EQUITIES ARE DISAPPEARING

Despite high stock prices, the volume of corporate equities retired via corporate purchases outpaced new issues last year for the first time since 1989, and the trend seems to be continuing. Indeed, as economist Gary E. Schlossberg of Wells Fargo Bank points out, corporate equities are selling at around a 40% premium over the replacement costs of underlying assets--"a level that usually encourages new issue activity and discourages the elimination of supply."

One reason for the reemergence of equity liquidation, says Schlossberg, is a new wave of acquisitions undertaken by cash-rich U.S. companies seeking to expand global market share or reduce costs through economies of scale.
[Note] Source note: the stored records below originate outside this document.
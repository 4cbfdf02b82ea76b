//! Stack Overflow questions through the Stack Exchange search API.

use anyhow::Result;
use async_trait::async_trait;
use chrono::DateTime;
use reqwest::Client;
use serde_json::Value;
use stackmine_core::Document;
use std::time::Duration;
use tracing::{debug, warn};

use crate::{DocumentSource, http_client};

const SEARCH_URL: &str = "https://api.stackexchange.com/2.3/search/advanced";
const TIMEOUT: Duration = Duration::from_secs(25);

/// Search filter that includes question bodies.
const BODY_FILTER: &str = "!)rTkra3bK2SYPDk7k2Fq*EIVdQn3c2kzFj";

pub struct StackOverflowSource {
    client: Client,
    tag: String,
    pagesize: usize,
}

impl StackOverflowSource {
    pub fn new(tag: &str, pagesize: usize) -> Result<Self> {
        Ok(Self {
            client: http_client(TIMEOUT)?,
            tag: tag.trim().to_string(),
            pagesize,
        })
    }

    fn query(&self) -> Vec<(&'static str, String)> {
        vec![
            ("order", "desc".to_string()),
            ("sort", "relevance".to_string()),
            ("tagged", self.tag.clone()),
            ("site", "stackoverflow".to_string()),
            ("filter", BODY_FILTER.to_string()),
            ("pagesize", self.pagesize.to_string()),
        ]
    }
}

/// Map a search response to documents.
///
/// The body is the first non-empty of `body_markdown`, `body`, `excerpt`.
#[must_use]
pub fn parse_search(response: &Value) -> Vec<Document> {
    let Some(items) = response["items"].as_array() else {
        return Vec::new();
    };

    items
        .iter()
        .map(|item| {
            let text = |key: &str| item[key].as_str().filter(|s| !s.is_empty());
            Document {
                source: "stackoverflow".to_string(),
                subreddit: None,
                title: text("title").unwrap_or_default().to_string(),
                body: text("body_markdown")
                    .or_else(|| text("body"))
                    .or_else(|| text("excerpt"))
                    .unwrap_or_default()
                    .to_string(),
                url: text("link").unwrap_or_default().to_string(),
                posted_at: item["creation_date"]
                    .as_i64()
                    .and_then(|secs| DateTime::from_timestamp(secs, 0)),
            }
        })
        .collect()
}

#[async_trait]
impl DocumentSource for StackOverflowSource {
    async fn fetch(&self) -> Result<Vec<Document>> {
        debug!("GET {SEARCH_URL} tagged={}", self.tag);

        let response = self
            .client
            .get(SEARCH_URL)
            .query(&self.query())
            .send()
            .await?
            .error_for_status()?
            .json::<Value>()
            .await?;

        if let Some(remaining) = response["quota_remaining"]
            .as_u64()
            .filter(|&remaining| remaining < 10)
        {
            warn!("Stack Exchange quota nearly exhausted: {remaining} requests left");
        }

        Ok(parse_search(&response))
    }

    fn label(&self) -> String {
        format!("stackoverflow:{}", self.tag)
    }
}

#[cfg(test)]
mod tests {
    use super::*;
    use serde_json::json;

    #[test]
    fn body_prefers_markdown_then_html_then_excerpt() {
        let response = json!({
            "items": [
                {
                    "title": "A",
                    "body_markdown": "md",
                    "body": "<p>html</p>",
                    "link": "https://so/a"
                },
                { "title": "B", "body_markdown": "", "body": "<p>html</p>" },
                { "title": "C", "excerpt": "short", "creation_date": 1_600_000_000 },
                { "title": "D" }
            ],
            "quota_remaining": 250
        });

        let docs = parse_search(&response);
        let bodies: Vec<&str> = docs.iter().map(|d| d.body.as_str()).collect();
        assert_eq!(bodies, ["md", "<p>html</p>", "short", ""]);
        assert_eq!(docs[0].url, "https://so/a");
        assert_eq!(docs[2].posted_at.map(|t| t.timestamp()), Some(1_600_000_000));
        assert!(docs.iter().all(|d| d.source == "stackoverflow"));
    }

    #[test]
    fn query_carries_tag_and_pagesize() {
        let source = StackOverflowSource::new(" python ", 20);
        assert!(source.is_ok());
        if let Ok(source) = source {
            let query = source.query();
            assert!(query.contains(&("tagged", "python".to_string())));
            assert!(query.contains(&("pagesize", "20".to_string())));
            assert_eq!(source.label(), "stackoverflow:python");
        }
    }

    #[test]
    fn error_payload_yields_nothing() {
        assert!(parse_search(&json!({ "error_id": 502 })).is_empty());
    }
}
At the same time, the low dollar has made U.S. acquisitions cheap for foreign buyers despite high stock prices.

Second, Schlossberg notes that stock buybacks are now being driven by the large gap between taxes on ordinary income and those on capital gains. Companies are choosing to divert spare cash from dividends, which are taxed as ordinary income, to buybacks that boost stock prices and generate lower-taxed capital gains for their shareholders.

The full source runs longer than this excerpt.